Distribution B represents samples from population A. Each sample is random, so its mean should be similar to population mean. And while the mean of one sample may differ due to natural variations, the mean of large number of samples is very close to the actual population mean. However, distributions A and B represent different things - one is distribution of observations while the other is distribution of sample means across multiple samples. So standard deviation for A illustrates variability of observations and standard deviation for B illustrates variability of sample mean. These two standard deviations are not related, so can differ widely.
This phenomenon is Central Limit Theorem.
# Initial data
options(digits=2)
data1 <- data.frame(x=c(10,8,13,9,11,14,6,4,12,7,5),
y=c(8.04,6.95,7.58,8.81,8.33,9.96,7.24,4.26,10.84,4.82,5.68))
data2 <- data.frame(x=c(10,8,13,9,11,14,6,4,12,7,5),
y=c(9.14,8.14,8.74,8.77,9.26,8.1,6.13,3.1,9.13,7.26,4.74))
data3 <- data.frame(x=c(10,8,13,9,11,14,6,4,12,7,5),
y=c(7.46,6.77,12.74,7.11,7.81,8.84,6.08,5.39,8.15,6.42,5.73))
data4 <- data.frame(x=c(8,8,8,8,8,8,8,19,8,8,8),
y=c(6.58,5.76,7.71,8.84,8.47,7.04,5.25,12.5,5.56,7.91,6.89))

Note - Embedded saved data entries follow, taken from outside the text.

//! Wall-clock arithmetic over the ambient local calendar.
//!
//! Everything in the engine runs on civil timestamps with millisecond
//! resolution; there is deliberately no timezone anywhere in this crate.

use chrono::{Datelike, Duration, NaiveDate, NaiveDateTime};
use serde::{Deserialize, Serialize};

use crate::error::CoreError;

/// A civil wall-clock timestamp.
pub type Instant = NaiveDateTime;

/// Midnight at the start of `t`'s day.
pub fn start_of_day(t: Instant) -> Instant {
    t.date().and_hms_opt(0, 0, 0).unwrap()
}

/// Day-of-week index, 0 = Sunday through 6 = Saturday.
pub fn day_of_week(t: Instant) -> i64 {
    t.weekday().num_days_from_sunday() as i64
}

/// Builds a midnight instant from a year, 0-based month and 1-based day,
/// normalising overflow in either field the way the host calendar does:
/// month 12 rolls into January of the next year, and a day past the end of
/// the month rolls into the following month.
pub fn make_date(year: i32, month0: i64, day: i64) -> Instant {
    let months = year as i64 * 12 + month0;
    let y = months.div_euclid(12) as i32;
    let m = months.rem_euclid(12) as u32 + 1;
    let first = NaiveDate::from_ymd_opt(y, m, 1).unwrap();
    (first + Duration::days(day - 1)).and_hms_opt(0, 0, 0).unwrap()
}

/// Adds calendar months, preserving the time of day. A day past the end of
/// the target month rolls forward into the next one.
pub fn add_months(t: Instant, months: i64) -> Instant {
    make_date(t.year(), t.month0() as i64 + months, t.day() as i64)
        .date()
        .and_time(t.time())
}

pub fn add_days(t: Instant, days: i64) -> Instant {
    t + Duration::days(days)
}

/// A time of day in hours and minutes.
///
/// `new` enforces hour 0 to 23; hour 24 is tolerated only where a
/// configuration table end value means "end of day".
#[derive(Debug, Clone, Copy, PartialEq, Eq, PartialOrd, Ord, Serialize, Deserialize)]
pub struct DayTime {
    pub hour: u32,
    pub minute: u32,
}

impl DayTime {
    pub fn new(hour: u32, minute: u32) -> Result<Self, CoreError> {
        if hour > 23 {
            return Err(CoreError::InvalidRange(format!("hour out of range: {hour}")));
        }
        if minute > 59 {
            return Err(CoreError::InvalidRange(format!("minute out of range: {minute}")));
        }
        Ok(Self { hour, minute })
    }

    /// The end-of-day marker used by day-part tables.
    pub const fn end_of_day() -> Self {
        Self { hour: 24, minute: 0 }
    }

    /// Offset from midnight. Hour 24 lands on the next midnight.
    pub fn since_midnight(self) -> Duration {
        Duration::minutes(self.hour as i64 * 60 + self.minute as i64)
    }
}

/// A calendar date without a year. `month` is 0-based in the engine;
/// configuration season tables carry 1-based months and are normalised by
/// the factory.
#[derive(Debug, Clone, Copy, PartialEq, Eq, PartialOrd, Ord, Serialize, Deserialize)]
pub struct MonthDay {
    pub month: u32,
    pub day: u32,
}

impl MonthDay {
    pub fn new(month: u32, day: u32) -> Result<Self, CoreError> {
        if month > 11 {
            return Err(CoreError::InvalidRange(format!("month out of range: {month}")));
        }
        if day == 0 || day > 31 {
            return Err(CoreError::InvalidRange(format!("day out of range: {day}")));
        }
        Ok(Self { month, day })
    }
}

#[cfg(test)]
mod tests {
    use super::*;

    fn at(y: i32, mo: u32, d: u32, h: u32, mi: u32) -> Instant {
        NaiveDate::from_ymd_opt(y, mo, d)
            .unwrap()
            .and_hms_opt(h, mi, 0)
            .unwrap()
    }

    #[test]
    fn test_start_of_day() {
        assert_eq!(start_of_day(at(2024, 3, 15, 13, 45)), at(2024, 3, 15, 0, 0));
    }

    #[test]
    fn test_day_of_week_index() {
        assert_eq!(day_of_week(at(2024, 3, 3, 0, 0)), 0); // Sunday
        assert_eq!(day_of_week(at(2024, 3, 4, 12, 0)), 1); // Monday
        assert_eq!(day_of_week(at(2024, 3, 9, 23, 59)), 6); // Saturday
    }

    #[test]
    fn test_make_date_plain() {
        assert_eq!(make_date(2024, 0, 1), at(2024, 1, 1, 0, 0));
        assert_eq!(make_date(2024, 11, 31), at(2024, 12, 31, 0, 0));
    }

    #[test]
    fn test_make_date_month_overflow() {
        // month 12 is January of the following year
        assert_eq!(make_date(2024, 12, 1), at(2025, 1, 1, 0, 0));
        assert_eq!(make_date(2024, -1, 1), at(2023, 12, 1, 0, 0));
    }

    #[test]
    fn test_make_date_day_overflow() {
        // February 30th normalises into March
        assert_eq!(make_date(2024, 1, 30), at(2024, 3, 1, 0, 0));
        assert_eq!(make_date(2023, 1, 30), at(2023, 3, 2, 0, 0));
        // day 32 of a 31-day month
        assert_eq!(make_date(2024, 0, 32), at(2024, 2, 1, 0, 0));
    }

    #[test]
    fn test_add_months_preserves_time() {
        let t = at(2024, 1, 15, 9, 30);
        assert_eq!(add_months(t, 2), at(2024, 3, 15, 9, 30));
    }

    #[test]
    fn test_add_months_day_rollover() {
        // Jan 31 + 1 month rolls past the end of February
        assert_eq!(add_months(at(2024, 1, 31, 0, 0), 1), at(2024, 3, 2, 0, 0));
        assert_eq!(add_months(at(2023, 1, 31, 0, 0), 1), at(2023, 3, 3, 0, 0));
    }

    #[test]
    fn test_day_time_validation() {
        assert!(DayTime::new(23, 59).is_ok());
        assert!(matches!(DayTime::new(24, 0), Err(CoreError::InvalidRange(_))));
        assert!(matches!(DayTime::new(9, 60), Err(CoreError::InvalidRange(_))));
    }

    #[test]
    fn test_day_time_end_of_day_offset() {
        let base = at(2024, 3, 15, 0, 0);
        assert_eq!(base + DayTime::end_of_day().since_midnight(), at(2024, 3, 16, 0, 0));
    }

    #[test]
    fn test_month_day_validation() {
        assert!(MonthDay::new(11, 31).is_ok());
        assert!(matches!(MonthDay::new(12, 1), Err(CoreError::InvalidRange(_))));
        assert!(matches!(MonthDay::new(0, 0), Err(CoreError::InvalidRange(_))));
        assert!(matches!(MonthDay::new(0, 32), Err(CoreError::InvalidRange(_))));
    }
}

all_dfs <- c("data1", "data2", "data3", "data4")a. The mean (for x and y separately; 1 pt).
for (i in all_dfs) {
my_df <- get(i)
print(i)
print(sapply(my_df, function(x) round(mean(x), 2)))
}## [1] "data1"
## x y
## 9.0 7.5
## [1] "data2"
## x y
## 9.0 7.5
## [1] "data3"
## x y
## 9.0 7.5
## [1] "data4"
## x y
## 9.0 7.5
b. The median (for x and y separately; 1 pt).
for (i in all_dfs) {
my_df <- get(i)
print(i)
print(sapply(my_df, function(x) round(median(x), 2)))
}## [1] "data1"
## x y
## 9.0 7.6
## [1] "data2"
## x y
## 9.0 8.1
## [1] "data3"
## x y
## 9.0 7.1
## [1] "data4"
## x y
## 8 7
c. The standard deviation (for x and y separately; 1 pt).
for (i in all_dfs) {
my_df <- get(i)
print(i)
print(sapply(my_df, function(x) round(sd(x), 2)))
}## [1] "data1"
## x y
## 3.3 2.0
## [1] "data2"
## x y
## 3.3 2.0
## [1] "data3"
## x y
## 3.3 2.0
## [1] "data4"
## x y
## 3.3 2.0
d. The correlation (1 pt).
for (i in all_dfs) {
my_df <- get(i)
print(i)
print(round(cor(my_df), 2))
}## [1] "data1"
## x y
## x 1.00 0.82
## y 0.82 1.00
## [1] "data2"
## x y
## x 1.00 0.82
## y 0.82 1.00
## [1] "data3"
## x y
## x 1.00 0.82
## y 0.82 1.00
## [1] "data4"
## x y
## x 1.00 0.82
## y 0.82 1.00
e. Linear regression equation (2 pts).
m_list <- c()
for (i in all_dfs) {
i_df <- get(i)
i_lm <- lm(y ~ x, i_df)
new_var <- paste0("m_", i)
assign(new_var, i_lm)
m_list <- c(m_list, new_var)
intercept <- round(coef(i_lm)[1], 2)
slope <- round(coef(i_lm)[2], 2)
print(i)
print(paste0("y-hat = ", slope, " * x + ", intercept))
}## [1] "data1"
## [1] "y-hat = 0.5 * x + 3"
## [1] "data2"
## [1] "y-hat = 0.5 * x + 3"
## [1] "data3"
## [1] "y-hat = 0.5 * x + 3"
## [1] "data4"
## [1] "y-hat = 0.5 * x + 3"
f. R-Squared (2 pts).
sapply(m_list, function(x) round(summary(get(x))$r.squared, 2))## m_data1 m_data2 m_data3 m_data4
## 0.67 0.67 0.67 0.67
For each pair, is it appropriate to estimate a linear regression model? Why or why not? Be specific as to why for each pair and include appropriate plots! (4 pts)
op <- par(mfrow = c(2, 2))
for (i in 1:4) {
i_df_name <- all_dfs[i]
i_df <- get(i_df_name)
i_mod <- get(m_list[i])
print(paste("Check conditions for", i_df_name))
# linearity plot
plot(y ~ x, i_df, main = "Linearity check")
abline(i_mod)
# residual normality check
hist(i_mod$residuals, main = "Histogram of Residuals")
qqnorm(i_mod$residuals, main = "Nearly normal residual check")
qqline(i_mod$residuals)
# Homoscedasticity check
plot(i_mod$residuals ~ i_df$x, main = "Homoscedasticity check")
abline(h = 0, lty = 3)
}## [1] "Check conditions for data1"
## [1] "Check conditions for data2"
## [1] "Check conditions for data3"
## [1] "Check conditions for data4"
We dont know if data was independent as we dont know how it was collected.
Explain why it is important to include appropriate visualizations when analyzing data. Include any visualization(s) you create. (2 pts)
A linear model is only valid if the necessary conditions have been met. Creating an visualizations is one way to check for linearity, nearly normal residuals, homoscedasticity, and sometimes even independence when the data collection order is provided.